One of his explanations on this topic was a favorite. “George of Enid, Oklahoma, is the safety coordinator for a company. One of his responsibilities is to see that employees wear their hard hats whenever they are on the job in the field. He reported that whenever he came across workers who were not wearing hard hats, he would tell them with a lot of authority of the regulation and that they must comply. As a result he would sullen acceptance, and often after he left, the workers would remove the hats.

“He decided to try a different approach. The next time he found some of the workers not wearing their hard hat, he asked if the hats were uncomfortable or did not fit properly. Then he reminded the men in a pleasant tone of voice that the hat was designed to protect them from injury and suggested that it always be worn on the job. The result was increased compliance with the regulation with no resentment or emotional upset.”

Good thoughts to consider in how we deal with people.

Other good thoughts about what’s going on in Guymon to share today too! The Guymon High School Powerlifting team is looking for odd jobs to help pay for their state championship rings.

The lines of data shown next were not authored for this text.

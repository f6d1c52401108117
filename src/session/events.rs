//! Stage change events published to the surrounding app

use serde::{Deserialize, Serialize};

use crate::schemas::{Role, Stage};

/// A committed stage change. Delivery to the client (chat, push) is up to
/// whoever subscribes.
#[derive(Debug, Clone, PartialEq, Eq, Serialize, Deserialize)]
#[serde(tag = "kind", rename_all = "snake_case")]
pub enum StageEvent {
    /// Ticket moved forward
    Advanced {
        ticket_id: String,
        shop_id: String,
        from: Stage,
        to: Stage,
        actor: Role,
    },
    /// Ticket moved back after an owner confirmed the rollback
    RolledBack {
        ticket_id: String,
        shop_id: String,
        from: Stage,
        to: Stage,
        actor: Role,
    },
}

impl StageEvent {
    /// Build the event for a committed move from `from` to `to`
    pub fn committed(
        ticket_id: impl Into<String>,
        shop_id: impl Into<String>,
        from: Stage,
        to: Stage,
        actor: Role,
    ) -> Self {
        let ticket_id = ticket_id.into();
        let shop_id = shop_id.into();
        if to < from {
            StageEvent::RolledBack {
                ticket_id,
                shop_id,
                from,
                to,
                actor,
            }
        } else {
            StageEvent::Advanced {
                ticket_id,
                shop_id,
                from,
                to,
                actor,
            }
        }
    }

    pub fn ticket_id(&self) -> &str {
        match self {
            StageEvent::Advanced { ticket_id, .. } | StageEvent::RolledBack { ticket_id, .. } => {
                ticket_id
            }
        }
    }

    pub fn target(&self) -> Stage {
        match self {
            StageEvent::Advanced { to, .. } | StageEvent::RolledBack { to, .. } => *to,
        }
    }

    /// Whether the client has to be told about this change
    pub fn notifies_client(&self) -> bool {
        matches!(self, StageEvent::RolledBack { .. })
    }

    /// Text for the client-facing notification
    pub fn notice(&self) -> String {
        match self {
            StageEvent::Advanced { to, .. } => format!("ticket stage advanced to {}", to.label()),
            StageEvent::RolledBack { to, .. } => {
                format!("ticket stage rolled back to {}", to.label())
            }
        }
    }
}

Then strong young men are available to help you with any odd jobs you might have. Call Head Coach John Richmond to schedule an athlete. His numbers are 806-893-2278 or 580-338-4350 or email John.Richmond@GuymonTigers.com.

Garrett Martinez won the Best Overall Pioneer Day Beard. Congrats to him! The traditional contest was brought back by Brown and Associates Insurance. Great idea!

The Panhandle State Rodeo Team (men and women) broch home the team titles from the recent OPSU Rodeo and the last one of their season. I’m thinking these guys may be bringing home another national title this year. Keep watching because good stuff is happening with these teams. They’re impressive.

See you all on the bricks!

May 3, 2017

Sometimes we just need to get an attitude adjustment. And it is good to get one before something forces one on us.

I read about a preacher going to visit a woman named Judy who was dying of cancer. Judy told the preacher, “You know, before I got cancer I used to think what was important was a clean house, great looking clothes, and always having my hair fixed. But what is important for me now is spending time with God and my family.”

We need to be reminded what is really important.

Monica Ronne and I were visiting about the Iron Thunder Five State Motorcycle Run that is coming up. Monica and her husband, Shawn, volunteer for the Outback on Friday evening and for the run on Saturday. She told me last week that it was nine years ago when Iron Thunder helped buy their son Austin’s wheelchair.

We need to remember those who have been there for us and for our friends. We need to step up when they need help. Whether it is Pink Heals, Panhandle Partners, Rotary, Lions Club, Iron Thunder, or whomever … if they’ve helped someone we love then we need to pitch in for them.
They are some of the people who are important.

My hope is that you take some time during this Pioneer Days and spend it with someone who is important. Whether you go to the Rotary BBQ, watch the parade, take a tot to the carnival, attend the rodeo, or walk through the Mercantile, may you have that time to enjoy and share.

And if you’re not one of the hundreds who work to make Pioneer Days happen, take a moment to thank someone who does. We are so lucky to have such a fantastic event here to enjoy, of that I am certain.

“There is only one thing about which I can be certain,” said author Somerset Magham, “and that is that there is very little about which one can be certain.”

Have a wonderful Pioneer Days and I’ll see you on the bricks!